===== THE DATA

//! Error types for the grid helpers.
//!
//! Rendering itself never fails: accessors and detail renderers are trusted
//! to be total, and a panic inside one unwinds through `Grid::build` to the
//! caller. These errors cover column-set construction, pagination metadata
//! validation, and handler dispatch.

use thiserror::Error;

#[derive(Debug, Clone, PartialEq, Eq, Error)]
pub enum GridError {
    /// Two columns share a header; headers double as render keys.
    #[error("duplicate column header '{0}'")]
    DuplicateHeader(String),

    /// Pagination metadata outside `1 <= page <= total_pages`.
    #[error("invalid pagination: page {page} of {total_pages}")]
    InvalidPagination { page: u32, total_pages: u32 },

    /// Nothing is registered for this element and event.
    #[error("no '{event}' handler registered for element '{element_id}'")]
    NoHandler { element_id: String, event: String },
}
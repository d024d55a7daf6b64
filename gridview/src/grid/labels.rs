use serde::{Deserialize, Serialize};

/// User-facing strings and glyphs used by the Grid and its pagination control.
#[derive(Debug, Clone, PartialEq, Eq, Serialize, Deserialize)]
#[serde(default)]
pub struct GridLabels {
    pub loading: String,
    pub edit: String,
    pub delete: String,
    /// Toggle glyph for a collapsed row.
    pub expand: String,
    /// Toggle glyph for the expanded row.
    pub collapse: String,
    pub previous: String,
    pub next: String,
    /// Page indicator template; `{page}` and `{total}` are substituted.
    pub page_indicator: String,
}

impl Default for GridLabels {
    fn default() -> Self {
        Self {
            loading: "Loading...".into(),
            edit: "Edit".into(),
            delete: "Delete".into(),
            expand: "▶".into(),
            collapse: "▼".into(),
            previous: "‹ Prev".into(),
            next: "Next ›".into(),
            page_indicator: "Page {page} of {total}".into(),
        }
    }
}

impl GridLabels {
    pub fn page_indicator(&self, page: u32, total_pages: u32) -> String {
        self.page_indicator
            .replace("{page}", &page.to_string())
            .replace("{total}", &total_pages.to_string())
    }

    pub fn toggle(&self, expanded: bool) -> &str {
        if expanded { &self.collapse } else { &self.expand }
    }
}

==========
===== THE DATA

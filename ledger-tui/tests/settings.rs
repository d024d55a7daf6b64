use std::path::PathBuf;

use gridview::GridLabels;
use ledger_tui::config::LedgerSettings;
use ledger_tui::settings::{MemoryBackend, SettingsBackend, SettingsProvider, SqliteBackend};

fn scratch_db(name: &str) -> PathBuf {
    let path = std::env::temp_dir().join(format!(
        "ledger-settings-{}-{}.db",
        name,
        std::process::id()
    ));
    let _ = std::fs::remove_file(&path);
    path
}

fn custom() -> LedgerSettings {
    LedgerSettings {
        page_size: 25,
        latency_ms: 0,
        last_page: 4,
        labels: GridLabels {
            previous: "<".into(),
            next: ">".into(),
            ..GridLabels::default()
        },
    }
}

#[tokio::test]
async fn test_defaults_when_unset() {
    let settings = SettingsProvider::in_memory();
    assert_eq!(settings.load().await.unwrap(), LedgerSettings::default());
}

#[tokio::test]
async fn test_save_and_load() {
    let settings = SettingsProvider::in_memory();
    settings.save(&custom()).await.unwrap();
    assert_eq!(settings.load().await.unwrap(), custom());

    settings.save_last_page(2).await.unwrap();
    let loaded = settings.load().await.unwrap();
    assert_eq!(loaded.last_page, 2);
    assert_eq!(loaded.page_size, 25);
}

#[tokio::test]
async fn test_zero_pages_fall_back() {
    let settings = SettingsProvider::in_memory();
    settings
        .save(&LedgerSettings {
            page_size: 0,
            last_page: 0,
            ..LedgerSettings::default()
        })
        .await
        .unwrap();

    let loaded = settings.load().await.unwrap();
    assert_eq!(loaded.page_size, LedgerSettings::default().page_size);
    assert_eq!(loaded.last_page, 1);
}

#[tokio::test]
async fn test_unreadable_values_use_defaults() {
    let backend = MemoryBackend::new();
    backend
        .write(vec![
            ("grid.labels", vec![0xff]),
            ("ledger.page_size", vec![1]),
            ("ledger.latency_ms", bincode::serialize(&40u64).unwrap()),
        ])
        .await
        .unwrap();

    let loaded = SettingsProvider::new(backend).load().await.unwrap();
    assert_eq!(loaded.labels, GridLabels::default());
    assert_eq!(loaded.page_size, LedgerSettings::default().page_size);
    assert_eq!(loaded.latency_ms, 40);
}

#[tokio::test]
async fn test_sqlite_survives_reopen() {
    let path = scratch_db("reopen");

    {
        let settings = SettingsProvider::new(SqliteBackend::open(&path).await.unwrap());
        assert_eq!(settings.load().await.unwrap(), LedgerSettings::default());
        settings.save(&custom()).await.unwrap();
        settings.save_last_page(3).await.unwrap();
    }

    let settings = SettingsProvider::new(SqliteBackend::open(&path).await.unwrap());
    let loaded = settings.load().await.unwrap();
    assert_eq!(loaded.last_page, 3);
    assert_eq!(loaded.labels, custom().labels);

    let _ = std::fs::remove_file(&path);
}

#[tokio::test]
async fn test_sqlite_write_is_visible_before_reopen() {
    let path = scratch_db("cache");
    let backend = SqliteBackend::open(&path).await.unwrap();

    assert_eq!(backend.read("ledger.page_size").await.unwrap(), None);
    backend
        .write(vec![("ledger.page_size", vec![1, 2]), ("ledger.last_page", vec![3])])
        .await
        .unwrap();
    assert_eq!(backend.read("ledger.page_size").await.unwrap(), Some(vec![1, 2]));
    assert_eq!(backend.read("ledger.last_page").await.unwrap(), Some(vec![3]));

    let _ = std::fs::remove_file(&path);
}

==========

**WORK TASK**
Find each line of the data above that holds the word "loading", then copy it.

**REPLY TO THE EXERCISE**
    pub loading: String,
            loading: "Loading...".into(),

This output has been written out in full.